Critical care after initial response is typically provided in multidisciplinary medical/surgical units with primary responsibility by intensivists. These are surgeons, internists, or anesthetists with additional training in critical care. The many nuances of the trauma programs across the country became a bureaucratic burden for a subcommittee of the Canadian Association of General Surgeons. Management of approval and checking into compliance issues was too much for TAC to accomplish. Accreditation Canada (a not-for-profit organization partnering with patients, policy makers, and the public to improve the quality of health and social services) was brought in as a partner and the TAC standards were changed and have been positioned under the Trauma Distinction Program (https://accreditation.ca/files/trauma-info-package-en.pdf) with Accreditation Canada since 2014.
Accreditation adheres to the following determination of worthiness: the degree of compliance with the standards, the achievement of performance indicator thresholds, the implementation of trauma protocols or clinical practice guidelines, and commitment to excellence and innovation. The centers then have to be compliant with a long list of criteria in order to achieve accreditation. Post-acute care outside of the urgent care hospital designation is even more heterogeneous between provinces. Some provinces have no step down capability or rehabilitation hospitals while others have quite extensive systems. In the acute care setting most hospitals provide some degree of ambulatory rehabilitation services, but the nature of these services varies according to provincial plan.
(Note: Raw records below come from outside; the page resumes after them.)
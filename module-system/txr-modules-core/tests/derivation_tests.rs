use proptest::prelude::{prop_assume, proptest};
use txr_modules_core::{AddressHash, CreationNonce, OperationHash, RollupId};

fn nonce(operation_hash: [u8; 32], creation_index: i32) -> CreationNonce {
    CreationNonce {
        operation_hash: OperationHash::new(operation_hash),
        creation_index,
    }
}

proptest! {
    #[test]
    fn test_derivation_is_deterministic(operation_hash: [u8; 32], creation_index: i32) {
        let nonce = nonce(operation_hash, creation_index);
        assert_eq!(RollupId::derive(&nonce), RollupId::derive(&nonce));
    }

    #[test]
    fn test_distinct_nonces_yield_distinct_ids(
        left_hash: [u8; 32],
        left_index: i32,
        right_hash: [u8; 32],
        right_index: i32,
    ) {
        let left = nonce(left_hash, left_index);
        let right = nonce(right_hash, right_index);

        if left != right {
            assert_ne!(RollupId::derive(&left), RollupId::derive(&right));
        }
    }

    #[test]
    fn test_sibling_indices_yield_distinct_ids(operation_hash: [u8; 32], creation_index: i32) {
        prop_assume!(creation_index != i32::MAX);

        let nonce = nonce(operation_hash, creation_index);
        assert_ne!(RollupId::derive(&nonce), RollupId::derive(&nonce.advance()));
    }

    #[test]
    fn test_notation_round_trip(addr: [u8; 20]) {
        let hash = AddressHash::new(addr);
        let notation = hash.to_b58check();

        assert!(notation.starts_with("KT1"));
        assert_eq!(notation.len(), AddressHash::NOTATION_LEN);
        assert_eq!(AddressHash::from_b58check(&notation), Ok(hash));
    }
}

#[test]
fn test_literal_creation_scenario() {
    let mut operation_hash = [0u8; 32];
    operation_hash[31] = 1;

    let initial = CreationNonce::initial(OperationHash::new(operation_hash));
    let rollup_id = RollupId::derive(&initial);
    assert_eq!(rollup_id, RollupId::derive(&initial));

    let notation = rollup_id.to_b58check();
    assert!(notation.starts_with("KT1"));
    assert_eq!(notation.len(), 36);
    assert_eq!(RollupId::from_b58check(&notation), Ok(rollup_id));

    // The next rollup created by the same operation gets a fresh identifier.
    assert_ne!(RollupId::derive(&initial.advance()), rollup_id);
}
use contquery_error::Result;
use hashbrown::HashSet;

use crate::arrays::field::Row;
use crate::arrays::scalar::ScalarValue;
use crate::execution::{ExecutionContext, RowSource};
use crate::expr::PhysicalExpr;

/// Emits the first row seen for every distinct key.
#[derive(Debug)]
pub struct PhysicalDistinctOn {
    on: Vec<PhysicalExpr>,
    seen: HashSet<Vec<ScalarValue>>,
    input: Box<dyn RowSource>,
}

impl PhysicalDistinctOn {
    pub fn new(on: Vec<PhysicalExpr>, input: Box<dyn RowSource>) -> Self {
        PhysicalDistinctOn {
            on,
            seen: HashSet::new(),
            input,
        }
    }
}

impl RowSource for PhysicalDistinctOn {
    fn poll_next_row(&mut self, ctx: &ExecutionContext) -> Result<Option<Row>> {
        while let Some(row) = self.input.poll_next_row(ctx)? {
            let key = self
                .on
                .iter()
                .map(|expr| expr.eval(&row, ctx))
                .collect::<Result<Vec<_>>>()?;
            if self.seen.insert(key) {
                return Ok(Some(row));
            }
        }
        Ok(None)
    }
}
use std::sync::Arc;

use crate::arrays::field::Schema;
use crate::arrays::interval::Interval;
use crate::catalog::resolver::CombineInfoResolver;
use crate::config::session::SessionConfig;

/// Everything needed to compile one continuous view.
///
/// Threaded explicitly through the splitter and planner calls instead of
/// living in process wide state.
#[derive(Debug, Clone)]
pub struct CompileContext {
    pub config: SessionConfig,
    pub resolver: Arc<CombineInfoResolver>,
    /// Schema of the stream the view reads from.
    pub stream_schema: Schema,
    /// Name of the relation holding the combiner's output.
    pub matrel_name: String,
    /// Bucket width as a percentage of the sliding window width.
    pub step_factor: f64,
    /// Lower bound on the bucket width.
    pub min_step: Interval,
}

impl CompileContext {
    pub fn new(
        config: SessionConfig,
        resolver: Arc<CombineInfoResolver>,
        stream_schema: Schema,
        matrel_name: impl Into<String>,
    ) -> Self {
        let step_factor = config.step_factor;
        let min_step = Interval::from_secs(config.sliding_window_min_step_secs as i64);
        CompileContext {
            config,
            resolver,
            stream_schema,
            matrel_name: matrel_name.into(),
            step_factor,
            min_step,
        }
    }

    pub fn with_step_factor(mut self, step_factor: f64) -> Self {
        self.step_factor = step_factor;
        self
    }
}
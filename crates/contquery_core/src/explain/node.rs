use std::fmt;

use serde::{Deserialize, Serialize};

use super::{ExplainConfig, ExplainEntry, Explainable};
use crate::planner::plan::PhysicalPlan;

#[derive(Debug, Clone, PartialEq, Eq, Deserialize, Serialize)]
pub struct ExplainNode {
    pub entry: ExplainEntry,
    pub children: Vec<ExplainNode>,
}

impl ExplainNode {
    pub fn walk_physical(config: ExplainConfig, plan: &PhysicalPlan) -> Self {
        let entry = plan.explain_entry(config);
        let children = plan
            .children()
            .into_iter()
            .map(|child| Self::walk_physical(config, child))
            .collect();

        ExplainNode { entry, children }
    }

    fn fmt_indented(&self, f: &mut fmt::Formatter<'_>, indent: usize) -> fmt::Result {
        write!(f, "{:indent$}{}", "", self.entry.name, indent = indent * 2)?;
        if !self.entry.items.is_empty() {
            write!(f, " (")?;
            for (idx, (key, value)) in self.entry.items.iter().enumerate() {
                if idx > 0 {
                    write!(f, ", ")?;
                }
                write!(f, "{key} = {value}")?;
            }
            write!(f, ")")?;
        }
        writeln!(f)?;
        for child in &self.children {
            child.fmt_indented(f, indent + 1)?;
        }
        Ok(())
    }
}

impl fmt::Display for ExplainNode {
    fn fmt(&self, f: &mut fmt::Formatter<'_>) -> fmt::Result {
        self.fmt_indented(f, 0)
    }
}
use contquery_error::{DbError, ErrorKind, Result};

use super::{BuiltinAggregate, state_i64};
use crate::arrays::datatype::DataType;
use crate::arrays::scalar::ScalarValue;
use crate::catalog::{AggregateDefinition, CombinerDefinition, FunctionDef, StateType};
use crate::functions::aggregate::{AggregateBehavior, TransitionValue};
use crate::functions::documentation::{Category, Documentation, Example};

static COUNT_STAR_DOC: Documentation = Documentation {
    category: Category::GENERAL_PURPOSE_AGGREGATE,
    description: "Return the number of input rows.",
    arguments: &[],
    example: Some(Example {
        example: "count(*)",
        output: "42",
    }),
};

static COUNT_DOC: Documentation = Documentation {
    category: Category::GENERAL_PURPOSE_AGGREGATE,
    description: "Return the number of non-NULL inputs.",
    arguments: &["input"],
    example: None,
};

pub fn definitions() -> Vec<BuiltinAggregate> {
    // Partial counts are combined by summing them.
    let combiner = CombinerDefinition::new(
        FunctionDef::strict("int8pl"),
        StateType::Value(DataType::Int64),
    );

    vec![
        (
            AggregateDefinition::new(
                "count",
                vec![],
                FunctionDef::non_strict("int8inc"),
                StateType::Value(DataType::Int64),
                &CountStar,
            )
            .with_initial_value(0_i64)
            .with_doc(&COUNT_STAR_DOC),
            Some(combiner.clone()),
        ),
        (
            AggregateDefinition::new(
                "count",
                vec![DataType::Any],
                FunctionDef::strict("int8inc_any"),
                StateType::Value(DataType::Int64),
                &CountStar,
            )
            .with_initial_value(0_i64)
            .with_doc(&COUNT_DOC),
            Some(combiner),
        ),
    ]
}

/// Counts every row it sees. Null skipping for `count(x)` comes from the
/// strict transition function.
#[derive(Debug, Clone, Copy)]
pub struct CountStar;

impl AggregateBehavior for CountStar {
    fn transition(&self, state: &mut TransitionValue, _args: &[ScalarValue]) -> Result<()> {
        let count = state_i64(state)?;
        *state = TransitionValue::Datum(ScalarValue::Int64(count + 1));
        Ok(())
    }

    fn combine(&self, state: &mut TransitionValue, other: TransitionValue) -> Result<()> {
        let sum = state_i64(state)?
            .checked_add(state_i64(&other)?)
            .ok_or_else(|| DbError::new("count overflow").with_kind(ErrorKind::Execution))?;
        *state = TransitionValue::Datum(ScalarValue::Int64(sum));
        Ok(())
    }
}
The Canada Health Act does not cover many other services, including medically necessary services outside of hospitals, such as home care, rehabilitation services, and prescription drugs. Some help for trauma rehabilitation costs does come from alternate government funding envelopes such as workman's compensation or automobile insurance packages. Outpatient and ambulatory community rehabilitation services are not covered in universal care payments. Those with resources get more access to the system and a more predictable level of care. This is seen by some to be a more efficient use of resources and by others to be a weakness of the program! It certainly has fostered many debates at all levels of society.